## WHAT IS REQUIRED
Scan the entries for lines with the word "later" and copy those lines.

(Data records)

════════

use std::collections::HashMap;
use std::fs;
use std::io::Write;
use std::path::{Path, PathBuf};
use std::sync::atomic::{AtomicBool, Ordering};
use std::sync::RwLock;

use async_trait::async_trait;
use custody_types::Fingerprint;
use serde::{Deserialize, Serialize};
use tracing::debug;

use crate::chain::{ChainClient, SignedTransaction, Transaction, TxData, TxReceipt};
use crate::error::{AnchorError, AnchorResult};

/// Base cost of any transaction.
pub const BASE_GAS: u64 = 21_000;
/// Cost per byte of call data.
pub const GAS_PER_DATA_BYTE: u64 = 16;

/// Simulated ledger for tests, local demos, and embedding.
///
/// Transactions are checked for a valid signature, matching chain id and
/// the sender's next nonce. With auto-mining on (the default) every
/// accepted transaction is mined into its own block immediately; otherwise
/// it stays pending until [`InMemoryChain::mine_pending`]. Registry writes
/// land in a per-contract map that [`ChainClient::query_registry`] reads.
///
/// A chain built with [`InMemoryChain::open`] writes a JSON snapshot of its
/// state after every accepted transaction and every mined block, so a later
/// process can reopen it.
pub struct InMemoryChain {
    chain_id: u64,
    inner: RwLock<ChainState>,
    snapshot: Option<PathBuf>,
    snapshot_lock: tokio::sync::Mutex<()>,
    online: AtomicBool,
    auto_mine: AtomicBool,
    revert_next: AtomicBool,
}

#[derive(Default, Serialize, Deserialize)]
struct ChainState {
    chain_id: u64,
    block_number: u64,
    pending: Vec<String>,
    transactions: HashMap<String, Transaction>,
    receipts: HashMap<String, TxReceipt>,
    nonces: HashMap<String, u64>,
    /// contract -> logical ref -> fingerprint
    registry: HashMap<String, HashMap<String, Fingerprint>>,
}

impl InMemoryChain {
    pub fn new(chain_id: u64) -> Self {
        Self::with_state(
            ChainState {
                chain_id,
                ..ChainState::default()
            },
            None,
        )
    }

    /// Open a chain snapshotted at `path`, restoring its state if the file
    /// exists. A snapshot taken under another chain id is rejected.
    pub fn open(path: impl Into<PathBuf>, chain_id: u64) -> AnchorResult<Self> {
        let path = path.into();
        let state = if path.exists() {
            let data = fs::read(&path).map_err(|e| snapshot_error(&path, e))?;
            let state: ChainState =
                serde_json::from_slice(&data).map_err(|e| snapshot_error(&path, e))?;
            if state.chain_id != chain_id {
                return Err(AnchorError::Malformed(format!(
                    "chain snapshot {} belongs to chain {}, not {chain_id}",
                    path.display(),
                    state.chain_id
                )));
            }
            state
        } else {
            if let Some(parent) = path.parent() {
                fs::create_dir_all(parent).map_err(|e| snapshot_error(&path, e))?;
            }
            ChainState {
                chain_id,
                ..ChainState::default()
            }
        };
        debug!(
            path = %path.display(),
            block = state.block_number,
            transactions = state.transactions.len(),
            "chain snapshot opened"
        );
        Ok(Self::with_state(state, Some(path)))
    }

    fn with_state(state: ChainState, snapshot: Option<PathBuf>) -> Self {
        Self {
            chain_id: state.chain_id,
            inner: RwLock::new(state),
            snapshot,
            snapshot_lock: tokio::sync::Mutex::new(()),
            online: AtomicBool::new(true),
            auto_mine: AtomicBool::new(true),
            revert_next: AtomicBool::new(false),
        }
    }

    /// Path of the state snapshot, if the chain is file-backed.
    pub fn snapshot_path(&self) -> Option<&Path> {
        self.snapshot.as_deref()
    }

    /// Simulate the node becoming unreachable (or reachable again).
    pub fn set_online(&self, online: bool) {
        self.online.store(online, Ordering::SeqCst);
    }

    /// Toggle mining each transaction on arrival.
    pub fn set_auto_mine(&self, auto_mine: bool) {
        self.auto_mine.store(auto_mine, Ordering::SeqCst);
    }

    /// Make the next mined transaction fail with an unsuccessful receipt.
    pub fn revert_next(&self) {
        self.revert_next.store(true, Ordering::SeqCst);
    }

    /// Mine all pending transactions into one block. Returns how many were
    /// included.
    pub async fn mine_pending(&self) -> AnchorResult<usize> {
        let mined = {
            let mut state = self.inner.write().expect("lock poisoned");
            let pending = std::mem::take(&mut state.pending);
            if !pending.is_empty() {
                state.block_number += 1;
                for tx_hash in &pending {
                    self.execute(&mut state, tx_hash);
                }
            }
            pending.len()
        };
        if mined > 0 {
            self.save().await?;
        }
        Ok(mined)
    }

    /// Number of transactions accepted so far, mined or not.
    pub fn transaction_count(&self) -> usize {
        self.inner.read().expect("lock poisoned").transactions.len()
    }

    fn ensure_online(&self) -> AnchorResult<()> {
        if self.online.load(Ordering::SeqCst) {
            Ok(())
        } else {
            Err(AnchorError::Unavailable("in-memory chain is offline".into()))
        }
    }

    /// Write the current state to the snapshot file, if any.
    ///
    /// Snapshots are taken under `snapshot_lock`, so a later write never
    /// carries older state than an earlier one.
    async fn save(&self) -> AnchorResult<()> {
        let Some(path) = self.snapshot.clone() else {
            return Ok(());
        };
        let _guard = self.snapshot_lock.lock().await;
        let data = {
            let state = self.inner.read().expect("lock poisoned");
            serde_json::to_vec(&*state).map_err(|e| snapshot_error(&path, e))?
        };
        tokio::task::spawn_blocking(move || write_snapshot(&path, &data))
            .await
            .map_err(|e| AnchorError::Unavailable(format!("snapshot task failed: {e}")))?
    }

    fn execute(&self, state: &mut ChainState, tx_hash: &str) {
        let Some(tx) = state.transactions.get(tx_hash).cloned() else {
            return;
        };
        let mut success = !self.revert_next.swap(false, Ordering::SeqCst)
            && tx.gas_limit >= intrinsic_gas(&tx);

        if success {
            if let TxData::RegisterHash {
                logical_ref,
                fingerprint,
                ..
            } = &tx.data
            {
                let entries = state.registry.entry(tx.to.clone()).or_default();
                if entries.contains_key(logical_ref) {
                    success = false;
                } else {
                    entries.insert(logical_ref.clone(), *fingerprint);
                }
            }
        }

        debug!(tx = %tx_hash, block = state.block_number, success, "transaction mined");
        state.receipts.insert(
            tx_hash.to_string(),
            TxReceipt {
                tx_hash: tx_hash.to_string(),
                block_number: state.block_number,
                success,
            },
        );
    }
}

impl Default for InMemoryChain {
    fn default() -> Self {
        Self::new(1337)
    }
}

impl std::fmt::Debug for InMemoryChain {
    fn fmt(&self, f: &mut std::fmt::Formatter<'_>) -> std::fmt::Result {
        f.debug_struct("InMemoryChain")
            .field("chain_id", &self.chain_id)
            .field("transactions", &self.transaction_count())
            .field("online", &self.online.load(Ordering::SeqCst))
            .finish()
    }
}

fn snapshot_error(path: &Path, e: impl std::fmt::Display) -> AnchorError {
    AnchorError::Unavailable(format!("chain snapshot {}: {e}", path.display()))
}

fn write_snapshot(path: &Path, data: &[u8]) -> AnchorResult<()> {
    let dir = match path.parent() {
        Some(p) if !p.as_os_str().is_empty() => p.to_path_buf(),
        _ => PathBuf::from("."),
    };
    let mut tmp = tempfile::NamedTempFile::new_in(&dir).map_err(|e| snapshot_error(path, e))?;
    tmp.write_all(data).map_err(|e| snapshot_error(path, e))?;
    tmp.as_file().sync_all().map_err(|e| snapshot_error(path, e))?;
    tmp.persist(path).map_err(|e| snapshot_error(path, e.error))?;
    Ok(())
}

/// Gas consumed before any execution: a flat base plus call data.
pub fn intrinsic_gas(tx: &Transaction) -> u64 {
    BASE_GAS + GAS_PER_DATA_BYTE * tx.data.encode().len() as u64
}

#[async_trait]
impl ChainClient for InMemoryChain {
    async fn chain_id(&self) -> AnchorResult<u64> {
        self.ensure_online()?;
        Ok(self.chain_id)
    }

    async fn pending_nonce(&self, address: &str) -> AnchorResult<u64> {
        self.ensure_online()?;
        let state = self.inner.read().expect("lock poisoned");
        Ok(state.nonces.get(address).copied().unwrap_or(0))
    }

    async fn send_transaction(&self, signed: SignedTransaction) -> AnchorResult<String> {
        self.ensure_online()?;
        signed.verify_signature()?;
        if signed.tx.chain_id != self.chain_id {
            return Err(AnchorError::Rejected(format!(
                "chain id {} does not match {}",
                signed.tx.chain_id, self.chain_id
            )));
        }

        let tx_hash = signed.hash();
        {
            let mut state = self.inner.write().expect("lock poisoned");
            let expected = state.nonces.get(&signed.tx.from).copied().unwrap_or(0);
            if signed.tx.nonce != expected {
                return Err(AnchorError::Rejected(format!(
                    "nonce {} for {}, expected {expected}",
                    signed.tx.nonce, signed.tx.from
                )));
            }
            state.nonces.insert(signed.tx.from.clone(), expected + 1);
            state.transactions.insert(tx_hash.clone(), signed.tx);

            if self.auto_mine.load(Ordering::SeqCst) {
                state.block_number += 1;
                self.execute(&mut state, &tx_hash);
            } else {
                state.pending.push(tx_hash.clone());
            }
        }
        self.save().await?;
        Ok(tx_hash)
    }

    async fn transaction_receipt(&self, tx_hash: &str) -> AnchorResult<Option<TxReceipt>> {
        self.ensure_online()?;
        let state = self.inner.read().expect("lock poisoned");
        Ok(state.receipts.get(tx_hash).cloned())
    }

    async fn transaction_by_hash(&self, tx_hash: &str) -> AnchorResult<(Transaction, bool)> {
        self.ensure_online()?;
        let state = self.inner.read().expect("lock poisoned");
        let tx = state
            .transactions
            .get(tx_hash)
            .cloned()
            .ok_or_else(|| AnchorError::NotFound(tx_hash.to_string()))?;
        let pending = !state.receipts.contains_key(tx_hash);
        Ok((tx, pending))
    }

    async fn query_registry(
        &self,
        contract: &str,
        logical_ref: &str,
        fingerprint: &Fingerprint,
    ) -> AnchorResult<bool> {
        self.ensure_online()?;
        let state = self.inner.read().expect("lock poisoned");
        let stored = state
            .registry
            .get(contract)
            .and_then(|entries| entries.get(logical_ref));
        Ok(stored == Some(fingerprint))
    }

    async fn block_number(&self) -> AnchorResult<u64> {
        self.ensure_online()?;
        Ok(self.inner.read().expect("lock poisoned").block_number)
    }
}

════════

## TASK OUTPUT
/// state after every accepted transaction and every mined block, so a later
    /// Snapshots are taken under `snapshot_lock`, so a later write never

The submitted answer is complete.